Records: Begin
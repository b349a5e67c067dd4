//! # beacon-core
//!
//! Core logic for BLE beacon presence detection.
//!
//! This crate provides:
//! - Classification of raw BLE advertisements into iBeacon, Eddystone and generic
//!   peripheral frames, with identity, signal, battery and distance metadata
//! - Debounced per-device presence with separate enter and leave thresholds
//! - Pairing metadata and reconciliation of stored device profiles
//!
//! ## Architecture
//!
//! The crate is organized into the following modules:
//!
//! - [`types`] - Raw advertisements, beacons, identity keys and capabilities
//! - [`decoder`] - Frame classification and field extraction
//! - [`distance`] - RSSI to distance curves
//! - [`metadata`] - Pairing metadata, vendor table and energy profiles
//! - [`presence`] - Hysteresis state machine, transition events and triggers
//! - [`reconcile`] - Stored profile diffing
//! - [`scan`] - Scan cycle orchestration, pairing and repair
//! - [`bluetooth`] - Advertisement sources and trigger sinks
//! - [`storage`] - Paired device persistence
//! - [`config`] - Configuration loading, saving, and validation
//! - [`error`] - Unified error types for the crate

#![forbid(unsafe_code)]
#![warn(clippy::all, clippy::pedantic, clippy::nursery)]
#![warn(missing_docs)]

pub mod bluetooth;
pub mod config;
pub mod decoder;
pub mod distance;
pub mod error;
pub mod metadata;
pub mod presence;
pub mod reconcile;
pub mod scan;
pub mod storage;
pub mod types;

// Re-export primary types for convenience
#[cfg(feature = "bluetooth")]
pub use bluetooth::BluezScanner;
#[cfg(any(test, feature = "mock-bluetooth"))]
pub use bluetooth::MemorySink;
pub use bluetooth::{AdvertisementSource, BluetoothError, BluetoothResult, EventSink, ReplaySource};
pub use config::{Config, ConfigError, ConfigResult, LoggingConfig, ScanConfig, StorageConfig};
pub use decoder::{DecoderConfig, FrameDecoder};
pub use distance::{DistanceEstimator, DistanceModel};
pub use error::{BeaconError, Error, Result};
pub use metadata::{
    extract_metadata, pairing_candidates, BatteryType, EnergyProfile, PairingMetadata, Settings,
};
pub use presence::{
    Presence, PresenceState, PresenceTracker, Thresholds, TransitionEvent, Trigger, TriggerScope,
};
pub use reconcile::{reconcile, DeviceProfile, ProfileDelta};
pub use scan::{CapabilityUpdate, CycleReport, Reading, ScanService};
pub use storage::{
    default_data_dir, default_registry_path, DeviceRegistry, PairedDevice, ProfileStore,
    StorageError,
};
pub use types::{
    is_valid_mac_address, AddressType, Beacon, BeaconKind, Capability, IdentityKey,
    RawAdvertisement, ServiceData,
};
Records: End
Determine the number of lines in the records that include the string "warn", and respond with that number only.

● Solved problem:
2